Sceneggiatura di Emmanuèle Bernheim (molto F.Ozon e un co-adattamento con M.Houellebecq di “Plateforme”) - dal suo romanzo del 1998 (tradotto e pubblicato a suo tempo da Rizzoli nella Scala) - e Claire Denis.  

Fotografia di Agnès Godard (la cinepresa è quasi sempre in movimento fluido, "ammiccante", tanto sensuale quanto imparziale, ed esplora il set e il quadro, i volti e i corpi, attraverso minime carrellate, panoramiche, plongèe e semplici movimenti di macchina), montaggio di Nelly Quettier, suono di Jean-Louis Ughetto

Le musiche - molto belle - del sodale violinista e multi-strumentista Dickon Hinchliffe ex/by TinderSticks (“Winter's Bone”, “Project Nim”), come il film, riattraversano, rivestono, reindossano, reinterpretano un paesaggio (oltre che fisico: sonoro, emotivo) già percorso ma lo reinventano e soprattutto lo “sincerizzano” all'interno di questa rivisitazione del canone indie-electro-jazz.   

 


La pellicola si situa a mezza via tra il puro (spurio) atto cinematografico [narrazione, rappresentazione, mediazione tra tecnica e stile, e immedesimazione : lo stacco sulla stazione della metropolitana vuota per lo sciopero è la rappresentazione di un semplice desiderio o meglio di una constatazione che la protagonista rimugina in coda ferma nell'ingorgo, ed è sempre la sua immaginazione che crea la scena del probabile andazzo cui sarebbe andata incontro la cena a casa di amici, costruita e risolta con un uso simpatico di un diaframma mobile...

 

 

...alla vecchia maniera del muto (la classica "iride"), oppure ancora, quella, di scena, alla EWS (gelosia) precoce, in cui lui pediluvia ed altro la bella sconosciuta rifugiatasi allla toilette del ristorante-pizzeria, sempre vissuta/creata dal PdV di Laure.

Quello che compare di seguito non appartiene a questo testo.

impl OrchestrationEngine {
    pub fn new(
        scorer: Arc<dyn PriorityScorer>,
        tools: ToolSet,
        retry: RetryPolicy,
        store: Arc<dyn SignalStore>,
        targets: ToolTargets,
        priority_threshold: u8,
    ) -> Self {
        Self {
            scorer,
            tools,
            retry,
            store,
            targets,
            priority_threshold,
            shutdown: Arc::new(AtomicBool::new(false)),
        }
    }

    /// Wire an engine from configuration.
    pub fn from_config(
        config: &OpsConfig,
        scorer: Arc<dyn PriorityScorer>,
        tools: ToolSet,
        store: Arc<dyn SignalStore>,
    ) -> Self {
        Self::new(
            scorer,
            tools,
            config.retry.clone(),
            store,
            config.targets.clone(),
            config.priority_threshold,
        )
    }

    /// Share a shutdown flag. Once set, no new fan-out step or signal starts.
    pub fn with_shutdown(mut self, shutdown: Arc<AtomicBool>) -> Self {
        self.shutdown = shutdown;
        self
    }

    pub fn store(&self) -> Arc<dyn SignalStore> {
        Arc::clone(&self.store)
    }

    pub fn priority_threshold(&self) -> u8 {
        self.priority_threshold
    }

    /// The flag this engine observes between steps and signals.
    pub fn shutdown_flag(&self) -> Arc<AtomicBool> {
        Arc::clone(&self.shutdown)
    }

    pub fn is_cancelled(&self) -> bool {
        self.shutdown.load(Ordering::SeqCst)
    }

    // ── Entry points ────────────────────────────────────────────────

    /// Validate and fully process one raw signal.
    ///
    /// Only validation errors are returned as `Err`; every signal that
    /// passes validation ends in a terminal status reported in the response.
    pub async fn intake(&self, raw: RawSignal) -> Result<IntakeResponse, ValidationError> {
        let mut signal = Signal::from_intake(&raw)?;
        info!(
            signal_id = %signal.id,
            source = %signal.source,
            signal_type = %signal.signal_type,
            "Signal received"
        );

        match self.process(&mut signal).await {
            Ok(response) => Ok(response),
            Err(e) => Ok(self.fail_fatally(&mut signal, e).await),
        }
    }

    /// Process signals one after another. A failure never stops the batch;
    /// cancellation stops it between signals.
    pub async fn process_batch(
        &self,
        raws: Vec<RawSignal>,
    ) -> Vec<Result<IntakeResponse, ValidationError>> {
        let total = raws.len();
        let mut results = Vec::with_capacity(total);
        for raw in raws {
            if self.is_cancelled() {
                warn!(
                    processed = results.len(),
                    skipped = total - results.len(),
                    "Shutdown requested, stopping batch"
                );
                break;
            }
            let result = self.intake(raw).await;
            if let Err(ref e) = result {
                warn!(error = %e, "Rejected signal in batch");
            }
            results.push(result);
        }
        results
    }

    // ── Pipeline ────────────────────────────────────────────────────

    async fn process(&self, signal: &mut Signal) -> Result<IntakeResponse, EngineError> {
        self.store.create_signal(signal).await?;

        let outcome = self.score(signal).await;
        info!(
            signal_id = %signal.id,
            score = outcome.score,
            reasoning = %outcome.reasoning,
            "Signal scored"
        );
        self.transition(
            signal,
            SignalStatus::Processing,
            SignalUpdate {
                priority_score: Some(outcome.score),
                ai_summary: Some(outcome.summary.clone()),
                ai_reasoning: Some(outcome.reasoning.clone()),
                recommended_action: Some(outcome.recommended_action.clone()),
                ..Default::default()
            },
        )
        .await?;

        if outcome.score < f64::from(self.priority_threshold) {
            info!(
                signal_id = %signal.id,
                score = outcome.score,
                threshold = self.priority_threshold,
                "Below threshold, skipping fan-out"
            );
            let now = Utc::now();
            self.transition(
                signal,
                SignalStatus::Completed,
                SignalUpdate {
                    processed_at: Some(now),
                    completed_at: Some(now),
                    ..Default::default()
                },
            )
            .await?;
            return Ok(IntakeResponse {
                signal_id: signal.id,
                status: IntakeStatus::LowPriority,
                priority_score: outcome.score,
                message: MSG_LOW_PRIORITY.into(),
                summary: Some(outcome.summary),
                error: None,
                steps: Vec::new(),
            });
        }

        let fanout = self.fan_out(signal).await?;

        if fanout.cancelled_before.is_none() {
            self.assign(signal).await?;
        }

        let success = fanout.succeeded();
        let error = fanout.error_message();
        info!(
            signal_id = %signal.id,
            success,
            steps = fanout.steps.len(),
            "Fan-out aggregated"
        );

        let now = Utc::now();
        let (status, intake_status, message) = if success {
            (SignalStatus::Completed, IntakeStatus::Completed, MSG_COMPLETED)
        } else {
            (SignalStatus::Failed, IntakeStatus::Failed, MSG_PARTIAL)
        };
        self.transition(
            signal,
            status,
            SignalUpdate {
                error_message: error.clone(),
                processed_at: Some(now),
                completed_at: Some(now),
                ..Default::default()
            },
        )
        .await?;
        info!(signal_id = %signal.id, status = %status, "Signal finalized");

        Ok(IntakeResponse {
            signal_id: signal.id,
            status: intake_status,
            priority_score: signal.priority_score,
            message: message.into(),
            summary: signal.ai_summary.clone(),
            error,
            steps: fanout.steps,
        })
    }

    /// Run the scorer on the blocking pool; any error or panic yields the
    /// neutral fallback.
    async fn score(&self, signal: &Signal) -> ScoreOutcome {
        let scorer = Arc::clone(&self.scorer);
        let snapshot = signal.clone();
        let name = scorer.name().to_string();

        match tokio::task::spawn_blocking(move || scorer.score(&snapshot)).await {
            Ok(Ok(outcome)) if outcome.score.is_finite() => ScoreOutcome {
                score: outcome.score.clamp(0.0, MAX_SCORE),
                ..outcome
            },
            Ok(Ok(outcome)) => {
                warn!(signal_id = %signal.id, scorer = %name, score = outcome.score, "Scorer returned a non-finite score, using fallback");
                ScoreOutcome::fallback()
            }
            Ok(Err(e)) => {
                warn!(signal_id = %signal.id, scorer = %name, error = %e, "Scoring failed, using fallback");
                ScoreOutcome::fallback()
            }
            Err(e) => {
                warn!(signal_id = %signal.id, scorer = %name, error = %e, "Scorer task aborted, using fallback");
                ScoreOutcome::fallback()
            }
        }
    }

    async fn fan_out(&self, signal: &mut Signal) -> Result<FanoutOutcome, EngineError> {
        let mut steps = Vec::with_capacity(FANOUT_STEPS.len());
        for step in FANOUT_STEPS {
            let action = step.action();
            if self.is_cancelled() {
                warn!(signal_id = %signal.id, next = %action, "Shutdown observed, not starting further steps");
                return Ok(FanoutOutcome {
                    steps,
                    cancelled_before: Some(action),
                });
            }
            steps.push(self.run_step(signal, step).await?);
        }
        Ok(FanoutOutcome {
            steps,
            cancelled_before: None,
        })
    }

    /// One fan-out step: append a record, call the tool under the retry
    /// policy, close the record, persist the artifact id on success.
    async fn run_step(
        &self,
        signal: &mut Signal,
        step: FanoutStep,
    ) -> Result<StepSummary, EngineError> {
        let action = step.action();
        let params = build_params(step, signal, &self.targets);
        let mut record = ExecutionRecord::start(signal.id, action, params.clone());
        self.store.append_execution(&record).await?;
        info!(signal_id = %signal.id, tool = %action.tool(), action = %action, "Step started");

        let (update, summary, artifact) = match self.tools.call(&self.retry, action, &params).await {
            Ok(retried) => {
                let artifact = retried.value.artifact_id(action.artifact_key());
                let update = record.succeed(
                    retried.value.data.clone(),
                    retried.value.simulated,
                    retried.attempts,
                );
                let summary = StepSummary {
                    tool: action.tool().name().into(),
                    action: action.name().into(),
                    success: true,
                    artifact_id: artifact.clone(),
                    error: None,
                    simulated: retried.value.simulated,
                };
                (update, summary, artifact)
            }
            Err(exhausted) => {
                let message = exhausted.last.to_string();
                error!(
                    signal_id = %signal.id,
                    action = %action,
                    attempts = exhausted.attempts,
                    error = %message,
                    "Step failed"
                );
                let update = record.fail(message.clone(), exhausted.attempts);
                let summary = StepSummary {
                    tool: action.tool().name().into(),
                    action: action.name().into(),
                    success: false,
                    artifact_id: None,
                    error: Some(message),
                    simulated: false,
                };
                (update, summary, None)
            }
        };

        self.store.update_execution(record.id, &update).await?;
        info!(
            signal_id = %signal.id,
            action = %action,
            success = summary.success,
            simulated = summary.simulated,
            duration_ms = update.duration_ms,
            "Step finished"
        );

        if let Some(id) = artifact {
            let patch = artifact_update(step, id);
            self.store.update_signal(signal.id, &patch).await?;
            signal.apply(&patch);
        }
        Ok(summary)
    }

    /// Static owner lookup. No external call.
    async fn assign(&self, signal: &mut Signal) -> Result<(), EngineError> {
        let owner = assign_owner(&signal.signal_type);
        let patch = SignalUpdate {
            assigned_to: Some(owner.to_string()),
            ..Default::default()
        };
        self.store.update_signal(signal.id, &patch).await?;
        signal.apply(&patch);
        info!(signal_id = %signal.id, assigned_to = owner, "Signal assigned");
        Ok(())
    }

    /// Persist a status change after checking it is a legal forward move.
    async fn transition(
        &self,
        signal: &mut Signal,
        next: SignalStatus,
        mut update: SignalUpdate,
    ) -> Result<(), EngineError> {
        if !signal.status.can_transition_to(next) {
            return Err(EngineError::InvalidTransition {
                id: signal.id,
                from: signal.status.to_string(),
                to: next.to_string(),
            });
        }
        update.status = Some(next);
        self.store.update_signal(signal.id, &update).await?;
        signal.apply(&update);
        debug!(signal_id = %signal.id, status = %next, "Signal status updated");
        Ok(())
    }

    /// Abort handling: mark failed, bump retries, record the message.
    async fn fail_fatally(&self, signal: &mut Signal, err: EngineError) -> IntakeResponse {
        let message = err.to_string();
        error!(signal_id = %signal.id, error = %message, "Signal processing aborted");

        let update = SignalUpdate {
            status: Some(SignalStatus::Failed),
            retries: Some(signal.retries + 1),
            error_message: Some(message.clone()),
            ..Default::default()
        };
        if signal.status.can_transition_to(SignalStatus::Failed) {
            match self.store.update_signal(signal.id, &update).await {
                Ok(()) => signal.apply(&update),
                Err(e) => error!(signal_id = %signal.id, error = %e, "Failed to record signal failure"),
            }
        }

        IntakeResponse {
            signal_id: signal.id,
            status: IntakeStatus::Failed,
            priority_score: signal.priority_score,
            message: MSG_FATAL.into(),
            summary: signal.ai_summary.clone(),
            error: Some(message),
            steps: Vec::new(),
        }
    }
}
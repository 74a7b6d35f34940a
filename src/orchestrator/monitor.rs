//! Background loop draining signal feeds into the engine.

use std::sync::Arc;
use std::sync::atomic::{AtomicBool, Ordering};
use std::time::Duration;

use tokio::sync::Notify;
use tokio::time::{Interval, MissedTickBehavior};
use tokio::task::JoinHandle;
use tracing::{info, warn};

use crate::orchestrator::engine::OrchestrationEngine;
use crate::sources::SignalFeed;

/// Running monitor. Dropping it leaves the loop running; call [`stop`](Self::stop).
pub struct MonitorHandle {
    handle: JoinHandle<()>,
    shutdown: Arc<AtomicBool>,
    wake: Arc<Notify>,
}

impl MonitorHandle {
    pub fn shutdown_flag(&self) -> Arc<AtomicBool> {
        Arc::clone(&self.shutdown)
    }

    /// Request shutdown and wait for the loop to exit. A signal already
    /// inside a fan-out step finishes that step first.
    pub async fn stop(self) {
        self.shutdown.store(true, Ordering::SeqCst);
        self.wake.notify_one();
        if let Err(e) = self.handle.await {
            warn!(error = %e, "Monitor task ended abnormally");
        }
    }
}

/// Spawn the monitor. The engine's own shutdown flag is shared, so stopping
/// the monitor also stops in-flight processing between steps.
pub fn spawn_monitor(
    engine: Arc<OrchestrationEngine>,
    feeds: Vec<Arc<dyn SignalFeed>>,
    every: Duration,
) -> MonitorHandle {
    let shutdown = engine.shutdown_flag();
    let wake = Arc::new(Notify::new());
    let wake_rx = Arc::clone(&wake);

    let handle = tokio::spawn(async move {
        info!(
            feeds = feeds.len(),
            interval_secs = every.as_secs(),
            "Monitor started"
        );
        let mut tick = cycle_interval(every);

        loop {
            tokio::select! {
                _ = tick.tick() => {}
                _ = wake_rx.notified() => {}
            }

            if engine.is_cancelled() {
                info!("Monitor shutting down");
                return;
            }

            run_cycle(&engine, &feeds).await;
        }
    });

    MonitorHandle {
        handle,
        shutdown,
        wake,
    }
}

/// First tick fires immediately; a cycle that overruns pushes the next one
/// back instead of bursting.
fn cycle_interval(every: Duration) -> Interval {
    let mut tick = tokio::time::interval(every);
    tick.set_missed_tick_behavior(MissedTickBehavior::Delay);
    tick
}

/// Poll every feed once and process what they return, one signal at a
/// time. A failing feed is logged and skipped. Returns the number of
/// signals processed.
pub async fn run_cycle(engine: &OrchestrationEngine, feeds: &[Arc<dyn SignalFeed>]) -> usize {
    let mut processed = 0;
    for feed in feeds {
        if engine.is_cancelled() {
            break;
        }
        let raws = match feed.poll().await {
            Ok(raws) => raws,
            Err(e) => {
                warn!(feed = feed.name(), error = %e, "Feed poll failed");
                continue;
            }
        };
        if raws.is_empty() {
            continue;
        }
        info!(feed = feed.name(), count = raws.len(), "Processing signals from feed");
        processed += engine.process_batch(raws).await.len();
    }
    processed
}

#[cfg(test)]
mod tests {
    use std::sync::atomic::AtomicUsize;

    use async_trait::async_trait;

    use super::*;
    use crate::config::ToolTargets;
    use crate::error::{AdapterError, AdapterErrorKind};
    use crate::scoring::RuleScorer;
    use crate::signal::model::RawSignal;
    use crate::store::{LibSqlBackend, SignalFilter, SignalStore};
    use crate::tools::{RetryPolicy, ToolAction, ToolKind, ToolSet};

    struct StaticFeed {
        signals: Vec<RawSignal>,
        polls: AtomicUsize,
    }

    impl StaticFeed {
        fn new(n: usize) -> Arc<Self> {
            let signals = (0..n)
                .map(|i| RawSignal::new("manual", "general", format!("note {i}"), "fyi"))
                .collect();
            Arc::new(Self {
                signals,
                polls: AtomicUsize::new(0),
            })
        }
    }

    #[async_trait]
    impl SignalFeed for StaticFeed {
        fn name(&self) -> &str {
            "static"
        }

        async fn poll(&self) -> Result<Vec<RawSignal>, AdapterError> {
            self.polls.fetch_add(1, Ordering::SeqCst);
            Ok(self.signals.clone())
        }
    }

    struct BrokenFeed;

    #[async_trait]
    impl SignalFeed for BrokenFeed {
        fn name(&self) -> &str {
            "broken"
        }

        async fn poll(&self) -> Result<Vec<RawSignal>, AdapterError> {
            Err(AdapterError::new(
                ToolKind::Mail,
                ToolAction::SearchEmails,
                AdapterErrorKind::Transport,
                "connection refused",
            ))
        }
    }

    async fn engine() -> (Arc<OrchestrationEngine>, Arc<LibSqlBackend>) {
        let store = Arc::new(LibSqlBackend::new_memory().await.unwrap());
        let engine = OrchestrationEngine::new(
            Arc::new(RuleScorer::default_rules()),
            ToolSet::simulated(),
            RetryPolicy::immediate(1),
            store.clone(),
            ToolTargets::default(),
            7,
        );
        (Arc::new(engine), store)
    }

    #[tokio::test]
    async fn overrunning_cycle_delays_next_tick() {
        let tick = cycle_interval(Duration::from_secs(60));
        assert_eq!(tick.missed_tick_behavior(), MissedTickBehavior::Delay);
        assert_eq!(tick.period(), Duration::from_secs(60));
    }

    #[tokio::test]
    async fn failing_feed_does_not_block_others() {
        let (engine, store) = engine().await;
        let feeds: Vec<Arc<dyn SignalFeed>> = vec![Arc::new(BrokenFeed), StaticFeed::new(2)];
        assert_eq!(run_cycle(&engine, &feeds).await, 2);
        assert_eq!(store.list_signals(&SignalFilter::default()).await.unwrap().len(), 2);
    }

    #[tokio::test]
    async fn cancelled_cycle_processes_nothing() {
        let (engine, store) = engine().await;
        engine.shutdown_flag().store(true, Ordering::SeqCst);
        let feeds: Vec<Arc<dyn SignalFeed>> = vec![StaticFeed::new(3)];
        assert_eq!(run_cycle(&engine, &feeds).await, 0);
        assert!(store.list_signals(&SignalFilter::default()).await.unwrap().is_empty());
    }

    #[tokio::test]
    async fn spawned_monitor_runs_immediately_and_stops_promptly() {
        let (engine, store) = engine().await;
        let feed = StaticFeed::new(1);
        let feeds: Vec<Arc<dyn SignalFeed>> = vec![feed.clone()];
        let monitor = spawn_monitor(engine, feeds, Duration::from_secs(3600));

        tokio::time::timeout(Duration::from_secs(5), async {
            while store.list_signals(&SignalFilter::default()).await.unwrap().is_empty() {
                tokio::time::sleep(Duration::from_millis(10)).await;
            }
        })
        .await
        .expect("first cycle ran");

        tokio::time::timeout(Duration::from_secs(5), monitor.stop())
            .await
            .expect("monitor stopped");
        assert_eq!(feed.polls.load(Ordering::SeqCst), 1);
    }
}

Mentre "Psycho" è un regalo per lo spettatore] e il Racconto Morale (“Ma nuit chez Maud”, “L'amour l'après-midi”, e più schiettamente il “kieslowskiano” prologo con la domestica/portiera del palazzo a riciclare gli scarti) : “un film di Rohmer con Anouk Aimée” (quindi no, né Anna Karina né Jean Seberg), s'inventavano i Baustelle (“L.”, in “Amen”) nel 2008 : ecco, volendo, è un film di Eric Rohmer diretto da Jacques Audiard (con inserti - pulsioni - di Philippe Garrel).  

 


Qual è il senso di questo film?
Se non è polisemico, ad ogni modo è semi-universale.   

 


Termina come un “la Vie d'Adèle” pacificato, o meglio: fatuo. Confortante, consolante.

Ma la costante plenaria, assoluta, cosmopolita, per l'appunto universale, in "Vendredi Soir", è il Pericolo, la Paura, la loro falsa(ta) percezione.  

 

 

Un'acciuga si dimena e scodinzola, il paralume di un abat-jour s'invola tornando al suo, (ap)propri(at)o, giusto posto.